Draw Out Leviathan
Horror author and scholar John Langan has produced some of the new century’s most representative dark and weird tales, the kind of work that anyone getting into the modern genre cannot ignore, not least because they so perceptively interrogate the entire tradition. Any new book by him, then, is an event, and The Fisherman does not disappoint – it’s a Leviathan of a story, from the very excellent Word Horde. No spoiler alert needed here, really, but when Abe and Dan, both widowers, light out to Dutchman’s Creek in upstate New York for some fishing, they pull up some real monsters, cryptozoological and personal, but also ontological and spiritual. For these are very deep waters indeed.

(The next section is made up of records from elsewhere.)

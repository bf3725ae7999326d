// src/warehouse/client.rs
//
// `Warehouse` over the google-cloud-bigquery client. The library is async;
// each call is driven to completion on a runtime owned by the client.

use anyhow::{Context, Result};
use google_cloud_bigquery::client::google_cloud_auth::{
    project::Config as AuthConfig, token::DefaultTokenSourceProvider,
};
use google_cloud_bigquery::client::{Client, ClientConfig};
use google_cloud_bigquery::http::error::Error as HttpError;
use google_cloud_bigquery::http::job::get::GetJobRequest;
use google_cloud_bigquery::http::job::query::QueryRequest as BqQueryRequest;
use google_cloud_bigquery::http::table::list::ListTablesRequest;
use google_cloud_bigquery::http::table::{Table as BqTable, TableReference as BqTableReference};
use google_cloud_bigquery::http::tabledata::insert_all::{
    InsertAllRequest as BqInsertAllRequest, Row as BqRow,
};
use google_cloud_token::{TokenSource, TokenSourceProvider};
use serde::{de::DeserializeOwned, Serialize};
use serde_json::{Map, Value};
use std::sync::Arc;
use tokio::runtime::Runtime;
use tracing::instrument;

use super::types::*;
use super::upload::MediaUploader;
use super::{LoadSource, Warehouse};
use crate::auth::{Credentials, BIGQUERY_SCOPES};
use crate::error::WarehouseError;

pub struct BigQueryClient {
    runtime: Runtime,
    client: Client,
    tokens: Arc<dyn TokenSource>,
    uploads: MediaUploader,
    project_id: String,
    dataset_id: String,
}

impl BigQueryClient {
    pub fn connect(
        project_id: impl Into<String>,
        dataset_id: impl Into<String>,
        credentials: &Credentials,
        upload_url: &str,
    ) -> Result<Self> {
        let runtime = Runtime::new().context("starting async runtime")?;
        let (client, tokens) = runtime.block_on(async {
            let (config, _) = ClientConfig::new_with_credentials(credentials.credentials_file()?)
                .await
                .context("configuring BigQuery client")?;
            let client = Client::new(config)
                .await
                .context("creating BigQuery client")?;
            let provider = DefaultTokenSourceProvider::new_with_credentials(
                AuthConfig::default().with_scopes(&BIGQUERY_SCOPES),
                Box::new(credentials.credentials_file()?),
            )
            .await
            .context("creating upload token source")?;
            Ok::<_, anyhow::Error>((client, provider.token_source()))
        })?;
        let uploads = MediaUploader::new(MediaUploader::default_http()?, upload_url)?;

        Ok(Self {
            runtime,
            client,
            tokens,
            uploads,
            project_id: project_id.into(),
            dataset_id: dataset_id.into(),
        })
    }
}

/// 404 and 409 are answers callers branch on; everything else is fatal.
pub(crate) fn status_error(status: u16, message: String) -> WarehouseError {
    match status {
        404 => WarehouseError::NotFound(message),
        409 => WarehouseError::AlreadyExists(message),
        status => WarehouseError::Api { status, message },
    }
}

fn api_error(e: HttpError, what: &str) -> WarehouseError {
    let message = format!("{what}: {e}");
    match &e {
        HttpError::Response(resp) => status_error(u16::try_from(resp.code).unwrap_or(500), message),
        _ => WarehouseError::Client(message),
    }
}

fn strip_nulls(value: &mut Value) {
    match value {
        Value::Object(map) => {
            map.retain(|_, v| !v.is_null());
            map.values_mut().for_each(strip_nulls);
        }
        Value::Array(items) => items.iter_mut().for_each(strip_nulls),
        _ => {}
    }
}

/// Re-read a library model as one of ours. Both sides follow the REST JSON
/// shape; absent optionals come through as nulls and are dropped first.
fn bridge<T: Serialize, U: DeserializeOwned>(from: &T) -> Result<U, WarehouseError> {
    let mut value = serde_json::to_value(from)?;
    strip_nulls(&mut value);
    Ok(serde_json::from_value(value)?)
}

/// Lay the fields of `patch` over the library's default request.
fn overlay<T, P>(patch: &P) -> Result<T, WarehouseError>
where
    T: Default + Serialize + DeserializeOwned,
    P: Serialize,
{
    let mut base = serde_json::to_value(T::default())?;
    if let (Value::Object(base), Value::Object(patch)) = (&mut base, serde_json::to_value(patch)?) {
        base.extend(patch);
    }
    Ok(serde_json::from_value(base)?)
}

fn from_bq_ref(r: &BqTableReference) -> TableReference {
    TableReference {
        project_id: r.project_id.clone(),
        dataset_id: r.dataset_id.clone(),
        table_id: r.table_id.clone(),
    }
}

impl Warehouse for BigQueryClient {
    fn project_id(&self) -> &str {
        &self.project_id
    }

    fn dataset_id(&self) -> &str {
        &self.dataset_id
    }

    #[instrument(level = "debug", skip(self))]
    fn get_table(&self, table_id: &str) -> Result<Table, WarehouseError> {
        let table = self
            .runtime
            .block_on(self.client.table().get(&self.project_id, &self.dataset_id, table_id))
            .map_err(|e| api_error(e, &format!("get table {table_id}")))?;
        bridge(&table)
    }

    #[instrument(level = "debug", skip(self, schema))]
    fn create_table(&self, table_id: &str, schema: &TableSchema) -> Result<Table, WarehouseError> {
        let table = BqTable {
            table_reference: BqTableReference {
                project_id: self.project_id.clone(),
                dataset_id: self.dataset_id.clone(),
                table_id: table_id.to_string(),
            },
            schema: Some(bridge(schema)?),
            ..Default::default()
        };
        let created = self
            .runtime
            .block_on(self.client.table().create(&table))
            .map_err(|e| api_error(e, &format!("create table {table_id}")))?;
        bridge(&created)
    }

    fn list_tables(&self) -> Result<Vec<TableReference>, WarehouseError> {
        let tables = self
            .runtime
            .block_on(self.client.table().list(
                &self.project_id,
                &self.dataset_id,
                &ListTablesRequest::default(),
            ))
            .map_err(|e| api_error(e, "list tables"))?;
        Ok(tables.iter().map(|t| from_bq_ref(&t.table_reference)).collect())
    }

    #[instrument(level = "debug", skip(self, load, source), fields(table = %load.destination_table))]
    fn run_load_job(
        &self,
        load: &JobConfigurationLoad,
        source: LoadSource<'_>,
    ) -> Result<Job, WarehouseError> {
        let job = Job::load(load.clone());
        self.runtime.block_on(async {
            let authorization = self
                .tokens
                .token()
                .await
                .map_err(|e| WarehouseError::Client(format!("fetching access token: {e}")))?;
            self.uploads
                .insert_load_job(&authorization, &self.project_id, &job, source)
                .await
        })
    }

    fn get_job(&self, job_id: &str) -> Result<Job, WarehouseError> {
        let job = self
            .runtime
            .block_on(
                self.client
                    .job()
                    .get(&self.project_id, job_id, &GetJobRequest::default()),
            )
            .map_err(|e| api_error(e, &format!("get job {job_id}")))?;
        bridge(&job)
    }

    fn stream_insert_row(
        &self,
        table_id: &str,
        request: &InsertAllRequest,
    ) -> Result<InsertAllResponse, WarehouseError> {
        let rows: Vec<BqRow<Map<String, Value>>> = request
            .rows
            .iter()
            .map(|row| BqRow {
                insert_id: row.insert_id.clone(),
                json: row.json.clone(),
            })
            .collect();
        let request = BqInsertAllRequest {
            ignore_unknown_values: Some(request.ignore_unknown_values),
            template_suffix: request.template_suffix.clone(),
            rows,
            ..Default::default()
        };
        let response = self
            .runtime
            .block_on(self.client.tabledata().insert(
                &self.project_id,
                &self.dataset_id,
                table_id,
                &request,
            ))
            .map_err(|e| api_error(e, &format!("insertAll into {table_id}")))?;
        bridge(&response)
    }

    #[instrument(level = "debug", skip(self, request), fields(query = %request.query))]
    fn run_query(&self, request: &QueryRequest) -> Result<QueryResponse, WarehouseError> {
        let request: BqQueryRequest = overlay(request)?;
        let response = self
            .runtime
            .block_on(self.client.job().query(&self.project_id, &request))
            .map_err(|e| api_error(e, "query"))?;
        bridge(&response)
    }
}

Langan is a formidably learned and sophisticated writer, and this tale as much as many of his others is about storytelling and the act of spinning a yarn in itself, as much as the ostensible topic of the tale. “I’ve been fishing for a long time, now, and as you might guess, I know a story or two. That’s what fishermen are, right? Storytellers,” says Abe. The nested box construction of The Fisherman takes readers in to the heart of the mystery through a series of concentric tales stretching over a hundred years – only to leap out of the heart of the maze and grab you at the end. By that time, you’ll have been initiated into the dark presence of Der Fischer, the other things that lurk beneath the waters of Dutchman’s Creek, and even grimmer bottom dwellers under the surface of the world.
Horror fans who prefer their yarns as straight and simple as an angler’s cast may be a little daunted by this tangled net. Indeed, the at times surreal, fantastic nature of the construction may strain some readers’ suspension of disbelief, but what saves it (aside from the force and integrity of the overall conception) are two things. One is the grainy physical detail, and in some parts, period color, of the setting in the Catskills, revisited over a span of a century. The other is the care for personalities and emotions, that makes the characters and protagonists warm, living and fallible people that you believe in and care about. This is a story about personal loss, but it’s also about the impersonal, implacable forces that underlie Creation itself, and the horrible consequences when mortals try to relieve their loss by making that sea give up its dead. All framed within an artfully constructed multi-layered parable. This is a story that Langan says has been some 12 or 13 years in the crafting, and it reads every inch of it. But it certainly carries enough weight to back up Dan’s words that “if we could look through the mask, what we’d see would destroy us.” Or beneath the surface. Take great care on the water’s edge: you really don’t want to fall in.
From the book:
There’s no power on earth, or under it, could bring me back to the Catskill Mountains, to Dutchman’s Creek, the place a man I should have listened to called “Der Platz das Fischer.”
When I look at things—when I look at people—I think, None of it’s real. It’s all just a mask, like those papier-mâché masks we made for one of our school plays when I was a kid. What play was that? It seems like it must have been Alice in Wonderland, but I can’t remember. I wish I could remember that play. I wish I could. All a mask, Abe, and the million-dollar question is, What’s underneath the mask?
Unexpected, a wave of pity threatened to swamp me. I swallowed it. “What you are is the result of your own actions,” I said. “Now get out.”
“It’s not that easy,” Dan said. “I’ve come a long way to see you, Abe, an unbelievably long way. You can’t ask me to turn away the second after I arrive.”
“I don’t believe the rules of hospitality apply to monsters,” I said.